HONOLULU, HI—A trend towards less pain, functional interference and drowsiness, and improved patient satisfaction exists in patients who received continuous intravenous (IV) lidocaine treatment perioperatively, according to preliminary data from an ongoing, prospective, matched cohort, quality improvement study presented at the American Pain Society’s 31st Annual Scientific Meeting.
Administration of postoperative analgesia following abdominal surgery is complicated by analgesic adverse effects such as sedation, nausea, and postoperative ileus. Intravenous lidocaine infusions for postoperative pain previously have been shown to be beneficial at decreasing pain, reducing opioid requirements, and hastening return of normal bowel function, noted Mark E. Schroeder, MD, of the University of Wisconsin Hospital & Clinics, Madison, WI, and colleagues. This study examined the outcomes of providing continuous perioperative lidocaine infusions, in the course of routine perioperative care, to adults who underwent an abdominal visceral operation.
Between February 2011 and April 2012, they recruited 117 adult postoperative patients from a 471-bed hospital in the Midwest. Inclusion criteria were age >18 years, English or Spanish speaking, and being alert enough to respond. Anesthesiologists identified appropriate patients and injected an initial bolus of 1.5mg/kg lidocaine IV followed by a continuous infusion of commercially prepared lidocaine (2gm/500mL) at 2.33mg/kg/hr, which was run for the duration of the operation. “On arrival in the recovery room, the infusion rate was decreased to 1.33mg/kg/hr and continued postoperatively on the inpatient unit until the bag was completed,” they reported.
Study outcomes were measured using patient surveys and medical record audits of treatment administered pre-, intra-, and postoperatively. Measures included time spent in severe pain, percent pain relief; interference from pain on activity, sleep, and emotional wellbeing; side effects of treatment; patient satisfaction; and opioid consumption over the first 24 hours postoperatively.
Analysis of the data on 35 matched pairs found no statistically significant results for any primary outcomes, including pain, percent of time spent in severe pain, pain relief, total opioid consumption, side effects or patient satisfaction, Dr. Schroeder noted. “Contrary to published studies, there was a (non-statistical) trend of lidocaine patients to consume more opioids.”

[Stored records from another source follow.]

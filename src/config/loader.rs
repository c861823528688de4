//! File loading and merging for superman configuration.

use anyhow::{Context, Result};
use std::fs;
use std::path::Path;
use tracing::{debug, info};

use super::types::{Config, GateConfig, HistoryConfig, ProviderConfig, ProviderEntry};

/// Written to `~/.config/superman/config.toml` on first run.
pub(super) const DEFAULT_CONFIG_TOML: &str = r#"default_provider = "ollama"
model = "llama3.1:8b-instruct-q4_0"

[provider.ollama]
base_url = "http://localhost:11434"

[provider.openai]
api_key = "{env:OPENAI_API_KEY}"

[gate]
# timeout_secs = 30
challenge = "fixed"
challenge_token = "Allow"

[history]
path = "/tmp/superman_current_history"
default_count = 10
"#;

impl Config {
    /// Loads the global config from `~/.config/superman/config.toml`.
    ///
    /// If no config file exists, creates one with defaults and returns it.
    pub(super) fn load_global() -> Result<Self> {
        let path = Self::config_path()?;
        if !path.exists() {
            if let Some(parent) = path.parent() {
                fs::create_dir_all(parent)?;
            }
            fs::write(&path, DEFAULT_CONFIG_TOML)
                .with_context(|| format!("Failed to write default config to {:?}", path))?;
            info!(path = %path.display(), "wrote default config");
            return Self::parse(DEFAULT_CONFIG_TOML)
                .with_context(|| "Failed to parse default config".to_string());
        }

        Self::load_file(&path)
    }

    /// Look for superman.toml in current dir, then walk up to git root.
    pub(super) fn load_project() -> Result<Option<Config>> {
        let mut dir = std::env::current_dir()?;
        loop {
            let candidate = dir.join(crate::constants::PROJECT_CONFIG_FILENAME);
            if candidate.exists() {
                debug!(path = %candidate.display(), "found project config");
                return Self::load_file(&candidate).map(Some);
            }
            // Stop at git root or filesystem root
            if dir.join(".git").exists() || !dir.pop() {
                break;
            }
        }
        Ok(None)
    }

    pub(super) fn load_file(path: &Path) -> Result<Self> {
        let contents = fs::read_to_string(path)
            .with_context(|| format!("Failed to read config from {:?}", path))?;
        Self::parse(&contents).with_context(|| format!("Failed to parse config at {:?}", path))
    }

    pub(super) fn parse(contents: &str) -> Result<Self> {
        Ok(toml::from_str(contents)?)
    }

    /// Merge project config over global config.
    /// Project values win when present.
    pub(super) fn merge(global: Config, project: Config) -> Config {
        Config {
            model: project.model.or(global.model),
            default_provider: project.default_provider.or(global.default_provider),
            response_timeout_secs: project
                .response_timeout_secs
                .or(global.response_timeout_secs),
            provider: ProviderConfig {
                ollama: merge_entry(global.provider.ollama, project.provider.ollama),
                openai: merge_entry(global.provider.openai, project.provider.openai),
            },
            gate: GateConfig {
                timeout_secs: project.gate.timeout_secs.or(global.gate.timeout_secs),
                challenge: project.gate.challenge.or(global.gate.challenge),
                challenge_token: project.gate.challenge_token.or(global.gate.challenge_token),
                shell: project.gate.shell.or(global.gate.shell),
            },
            history: HistoryConfig {
                path: project.history.path.or(global.history.path),
                default_count: project.history.default_count.or(global.history.default_count),
            },
        }
    }
}

fn merge_entry(global: Option<ProviderEntry>, project: Option<ProviderEntry>) -> Option<ProviderEntry> {
    match (global, project) {
        (Some(g), Some(p)) => Some(ProviderEntry {
            api_key: p.api_key.or(g.api_key),
            base_url: p.base_url.or(g.base_url),
            model: p.model.or(g.model),
        }),
        (g, p) => p.or(g),
    }
}
//! Configuration types and path resolution for superman.
//!
//! Settings are stored as TOML at the platform's XDG config path
//! (e.g. `~/.config/superman/config.toml` on Linux), optionally overlaid by
//! a `superman.toml` in the current project.

mod loader;
mod paths;
mod resolve;
mod types;

pub use types::{ChallengeMode, Config, GateConfig};

use anyhow::Result;

impl Config {
    /// Load config with precedence: project > global > defaults.
    /// Creates default config file if none exists.
    pub fn load() -> Result<Self> {
        let global = Self::load_global()?;
        let project = Self::load_project()?;

        let mut config = global;
        if let Some(proj) = project {
            config = Self::merge(config, proj);
        }

        config.resolve_substitutions();
        Ok(config)
    }
}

Side effects—including nausea, drowsiness, itching, and dizziness—were present in both groups but were generally reported as mild and no significant adverse events were noted; in addition, no lidocaine infusion was stopped due to presumed systemic toxicity.
“This study adds information about the clinical feasibility, safety, and advantages of administering continuous lidocaine infusion as part of a multimodal analgesic regimen for visceral operations,” he concluded. The lack of differences may be due, in part, to the small sample size; further study is warranted.